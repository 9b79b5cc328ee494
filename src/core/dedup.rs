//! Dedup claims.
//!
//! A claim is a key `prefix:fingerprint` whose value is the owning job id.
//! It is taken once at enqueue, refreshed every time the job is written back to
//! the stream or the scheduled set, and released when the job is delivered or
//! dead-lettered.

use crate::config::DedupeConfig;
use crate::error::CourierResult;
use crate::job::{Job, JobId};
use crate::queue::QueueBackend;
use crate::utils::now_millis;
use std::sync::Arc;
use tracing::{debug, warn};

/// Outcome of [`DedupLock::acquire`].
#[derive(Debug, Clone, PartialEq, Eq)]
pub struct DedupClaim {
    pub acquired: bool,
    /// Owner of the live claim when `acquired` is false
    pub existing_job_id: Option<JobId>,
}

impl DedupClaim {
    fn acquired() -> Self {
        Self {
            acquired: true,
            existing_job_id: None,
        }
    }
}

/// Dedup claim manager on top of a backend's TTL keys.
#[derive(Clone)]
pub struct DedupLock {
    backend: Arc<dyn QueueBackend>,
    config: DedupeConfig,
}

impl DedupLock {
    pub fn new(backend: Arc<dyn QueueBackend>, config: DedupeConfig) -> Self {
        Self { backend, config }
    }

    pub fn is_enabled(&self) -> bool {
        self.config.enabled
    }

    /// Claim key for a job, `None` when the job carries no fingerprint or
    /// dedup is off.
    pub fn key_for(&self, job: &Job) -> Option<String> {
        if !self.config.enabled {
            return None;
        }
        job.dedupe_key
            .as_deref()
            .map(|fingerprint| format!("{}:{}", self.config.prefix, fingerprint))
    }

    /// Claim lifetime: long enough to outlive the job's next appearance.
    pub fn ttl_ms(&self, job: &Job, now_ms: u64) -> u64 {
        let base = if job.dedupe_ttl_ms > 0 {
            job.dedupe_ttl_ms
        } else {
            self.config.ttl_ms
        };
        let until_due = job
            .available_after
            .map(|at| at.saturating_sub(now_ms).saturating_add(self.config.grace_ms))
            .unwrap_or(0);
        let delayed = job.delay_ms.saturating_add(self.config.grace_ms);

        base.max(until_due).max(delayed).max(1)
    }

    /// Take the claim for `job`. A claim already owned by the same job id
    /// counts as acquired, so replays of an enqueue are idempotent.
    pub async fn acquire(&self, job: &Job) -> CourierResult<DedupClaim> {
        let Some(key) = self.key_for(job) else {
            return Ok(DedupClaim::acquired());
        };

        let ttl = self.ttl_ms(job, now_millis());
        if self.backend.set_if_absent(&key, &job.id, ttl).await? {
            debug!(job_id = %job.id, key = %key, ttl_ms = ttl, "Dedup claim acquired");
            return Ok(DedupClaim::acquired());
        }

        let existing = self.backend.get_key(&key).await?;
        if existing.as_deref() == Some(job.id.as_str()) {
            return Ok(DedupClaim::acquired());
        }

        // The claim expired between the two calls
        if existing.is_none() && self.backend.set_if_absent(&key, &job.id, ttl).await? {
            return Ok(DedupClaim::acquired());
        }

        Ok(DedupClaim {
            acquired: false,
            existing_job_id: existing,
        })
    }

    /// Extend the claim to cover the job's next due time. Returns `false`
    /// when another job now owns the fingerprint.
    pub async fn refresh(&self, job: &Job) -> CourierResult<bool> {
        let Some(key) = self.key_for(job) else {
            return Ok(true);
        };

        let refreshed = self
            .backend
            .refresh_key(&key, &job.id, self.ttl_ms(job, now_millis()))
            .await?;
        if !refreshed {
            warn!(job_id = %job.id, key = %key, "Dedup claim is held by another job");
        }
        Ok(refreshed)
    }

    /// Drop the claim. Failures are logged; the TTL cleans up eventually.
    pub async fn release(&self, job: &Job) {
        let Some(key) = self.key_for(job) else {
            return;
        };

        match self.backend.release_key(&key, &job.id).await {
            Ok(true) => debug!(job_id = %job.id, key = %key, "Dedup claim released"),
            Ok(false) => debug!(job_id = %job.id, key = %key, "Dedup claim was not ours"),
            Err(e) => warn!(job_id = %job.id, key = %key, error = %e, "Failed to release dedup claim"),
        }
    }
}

* * *

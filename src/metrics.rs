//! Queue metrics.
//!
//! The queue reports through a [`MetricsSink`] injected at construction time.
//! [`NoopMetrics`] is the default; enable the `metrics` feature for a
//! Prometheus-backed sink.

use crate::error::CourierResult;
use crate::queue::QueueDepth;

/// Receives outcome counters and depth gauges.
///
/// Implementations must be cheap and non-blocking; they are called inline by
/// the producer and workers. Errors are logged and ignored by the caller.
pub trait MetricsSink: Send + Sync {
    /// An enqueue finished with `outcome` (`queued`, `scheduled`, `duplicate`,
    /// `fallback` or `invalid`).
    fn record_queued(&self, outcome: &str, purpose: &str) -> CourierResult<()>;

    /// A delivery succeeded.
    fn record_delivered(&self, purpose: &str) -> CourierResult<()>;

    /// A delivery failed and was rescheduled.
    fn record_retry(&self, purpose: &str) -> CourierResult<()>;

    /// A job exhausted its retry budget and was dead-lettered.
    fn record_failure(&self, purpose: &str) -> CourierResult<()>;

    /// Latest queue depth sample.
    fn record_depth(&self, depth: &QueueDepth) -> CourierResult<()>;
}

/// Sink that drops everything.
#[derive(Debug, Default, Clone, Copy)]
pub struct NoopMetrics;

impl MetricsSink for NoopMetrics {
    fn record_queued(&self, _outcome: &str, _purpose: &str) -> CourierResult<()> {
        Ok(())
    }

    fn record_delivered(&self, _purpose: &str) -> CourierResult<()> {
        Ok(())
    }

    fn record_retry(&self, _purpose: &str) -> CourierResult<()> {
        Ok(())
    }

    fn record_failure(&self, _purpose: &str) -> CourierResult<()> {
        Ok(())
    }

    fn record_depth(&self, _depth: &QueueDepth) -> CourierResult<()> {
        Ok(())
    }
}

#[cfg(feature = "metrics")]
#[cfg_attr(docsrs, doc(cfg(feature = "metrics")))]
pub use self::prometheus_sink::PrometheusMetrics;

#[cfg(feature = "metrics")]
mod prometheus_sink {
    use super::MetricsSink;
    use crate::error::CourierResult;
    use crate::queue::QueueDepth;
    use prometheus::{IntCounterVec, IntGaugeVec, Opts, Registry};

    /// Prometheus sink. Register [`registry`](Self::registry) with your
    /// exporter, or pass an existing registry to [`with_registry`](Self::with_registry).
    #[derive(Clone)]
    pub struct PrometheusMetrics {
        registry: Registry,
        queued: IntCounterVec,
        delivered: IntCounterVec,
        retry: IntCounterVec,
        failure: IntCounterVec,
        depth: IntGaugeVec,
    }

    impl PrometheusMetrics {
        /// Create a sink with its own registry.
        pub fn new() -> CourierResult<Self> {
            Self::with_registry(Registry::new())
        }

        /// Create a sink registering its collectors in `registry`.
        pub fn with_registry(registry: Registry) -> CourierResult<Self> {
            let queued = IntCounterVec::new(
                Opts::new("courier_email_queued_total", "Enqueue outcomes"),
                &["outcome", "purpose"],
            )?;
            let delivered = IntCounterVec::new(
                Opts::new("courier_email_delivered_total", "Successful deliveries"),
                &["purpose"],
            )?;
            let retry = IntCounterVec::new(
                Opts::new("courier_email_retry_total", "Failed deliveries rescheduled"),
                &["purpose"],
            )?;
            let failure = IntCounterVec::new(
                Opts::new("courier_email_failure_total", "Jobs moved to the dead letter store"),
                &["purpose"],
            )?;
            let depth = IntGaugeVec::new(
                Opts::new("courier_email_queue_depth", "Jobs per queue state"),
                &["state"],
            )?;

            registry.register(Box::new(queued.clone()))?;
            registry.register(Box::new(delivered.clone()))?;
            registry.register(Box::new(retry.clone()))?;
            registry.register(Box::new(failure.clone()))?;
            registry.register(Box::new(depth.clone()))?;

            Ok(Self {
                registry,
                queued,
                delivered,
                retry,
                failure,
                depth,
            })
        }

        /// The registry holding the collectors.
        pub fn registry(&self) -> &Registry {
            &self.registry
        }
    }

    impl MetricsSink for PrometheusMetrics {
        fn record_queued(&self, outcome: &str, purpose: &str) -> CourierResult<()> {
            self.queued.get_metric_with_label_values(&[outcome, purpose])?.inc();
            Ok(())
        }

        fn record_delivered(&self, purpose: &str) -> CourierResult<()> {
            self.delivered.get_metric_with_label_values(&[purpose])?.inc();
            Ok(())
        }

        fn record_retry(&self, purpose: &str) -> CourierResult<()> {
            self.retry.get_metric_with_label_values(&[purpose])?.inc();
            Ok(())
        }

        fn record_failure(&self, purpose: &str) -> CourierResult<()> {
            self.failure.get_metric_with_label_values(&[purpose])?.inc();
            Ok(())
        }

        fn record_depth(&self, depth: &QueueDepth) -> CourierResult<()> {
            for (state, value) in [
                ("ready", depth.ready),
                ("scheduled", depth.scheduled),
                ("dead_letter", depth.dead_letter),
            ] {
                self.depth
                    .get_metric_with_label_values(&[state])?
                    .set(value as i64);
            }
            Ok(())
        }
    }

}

==

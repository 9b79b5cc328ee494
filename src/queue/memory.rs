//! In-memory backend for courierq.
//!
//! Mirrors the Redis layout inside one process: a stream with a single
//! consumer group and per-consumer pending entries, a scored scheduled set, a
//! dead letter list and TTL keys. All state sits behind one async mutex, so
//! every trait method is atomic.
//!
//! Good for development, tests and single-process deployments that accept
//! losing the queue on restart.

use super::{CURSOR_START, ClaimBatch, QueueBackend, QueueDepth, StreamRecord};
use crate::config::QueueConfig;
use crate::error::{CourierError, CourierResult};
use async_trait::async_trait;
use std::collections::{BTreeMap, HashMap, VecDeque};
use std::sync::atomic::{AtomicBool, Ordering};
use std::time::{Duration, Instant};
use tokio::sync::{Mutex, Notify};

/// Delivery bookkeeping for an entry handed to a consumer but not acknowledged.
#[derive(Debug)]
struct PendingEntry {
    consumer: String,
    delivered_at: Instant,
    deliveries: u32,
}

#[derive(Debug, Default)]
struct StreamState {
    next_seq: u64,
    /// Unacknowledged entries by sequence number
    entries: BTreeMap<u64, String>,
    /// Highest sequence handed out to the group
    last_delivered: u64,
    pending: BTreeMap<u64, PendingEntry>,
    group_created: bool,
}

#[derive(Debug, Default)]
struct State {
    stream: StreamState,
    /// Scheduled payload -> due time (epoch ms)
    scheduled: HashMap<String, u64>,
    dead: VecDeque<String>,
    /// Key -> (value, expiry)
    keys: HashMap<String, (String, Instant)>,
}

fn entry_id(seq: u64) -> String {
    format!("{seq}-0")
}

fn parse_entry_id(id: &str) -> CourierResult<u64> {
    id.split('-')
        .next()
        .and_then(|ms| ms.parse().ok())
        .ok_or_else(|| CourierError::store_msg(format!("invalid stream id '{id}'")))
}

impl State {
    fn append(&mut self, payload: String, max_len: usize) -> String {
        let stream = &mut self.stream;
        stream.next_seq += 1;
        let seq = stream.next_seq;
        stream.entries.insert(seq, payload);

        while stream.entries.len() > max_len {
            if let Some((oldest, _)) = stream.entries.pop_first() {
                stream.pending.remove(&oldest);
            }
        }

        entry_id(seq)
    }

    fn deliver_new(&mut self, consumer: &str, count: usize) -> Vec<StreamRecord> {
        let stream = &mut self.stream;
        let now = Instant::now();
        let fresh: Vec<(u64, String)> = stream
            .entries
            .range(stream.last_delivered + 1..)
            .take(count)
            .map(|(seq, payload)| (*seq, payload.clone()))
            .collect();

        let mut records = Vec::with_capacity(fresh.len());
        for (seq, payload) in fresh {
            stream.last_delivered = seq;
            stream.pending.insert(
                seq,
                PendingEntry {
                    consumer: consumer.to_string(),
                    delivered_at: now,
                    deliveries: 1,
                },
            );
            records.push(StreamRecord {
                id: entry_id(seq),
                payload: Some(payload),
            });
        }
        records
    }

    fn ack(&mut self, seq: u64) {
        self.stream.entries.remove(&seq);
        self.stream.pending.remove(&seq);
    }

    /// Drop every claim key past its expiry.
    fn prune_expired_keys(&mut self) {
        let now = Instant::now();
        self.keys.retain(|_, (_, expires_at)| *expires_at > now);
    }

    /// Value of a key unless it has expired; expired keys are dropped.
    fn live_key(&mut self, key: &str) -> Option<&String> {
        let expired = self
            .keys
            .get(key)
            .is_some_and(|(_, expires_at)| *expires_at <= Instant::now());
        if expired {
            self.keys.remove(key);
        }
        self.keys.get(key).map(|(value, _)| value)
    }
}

* [Exercise goal]:
Find and copy every line in the entries above where the string "that" occurs.

* [Solved problem]:
/// Sink that drops everything.
//! Good for development, tests and single-process deployments that accept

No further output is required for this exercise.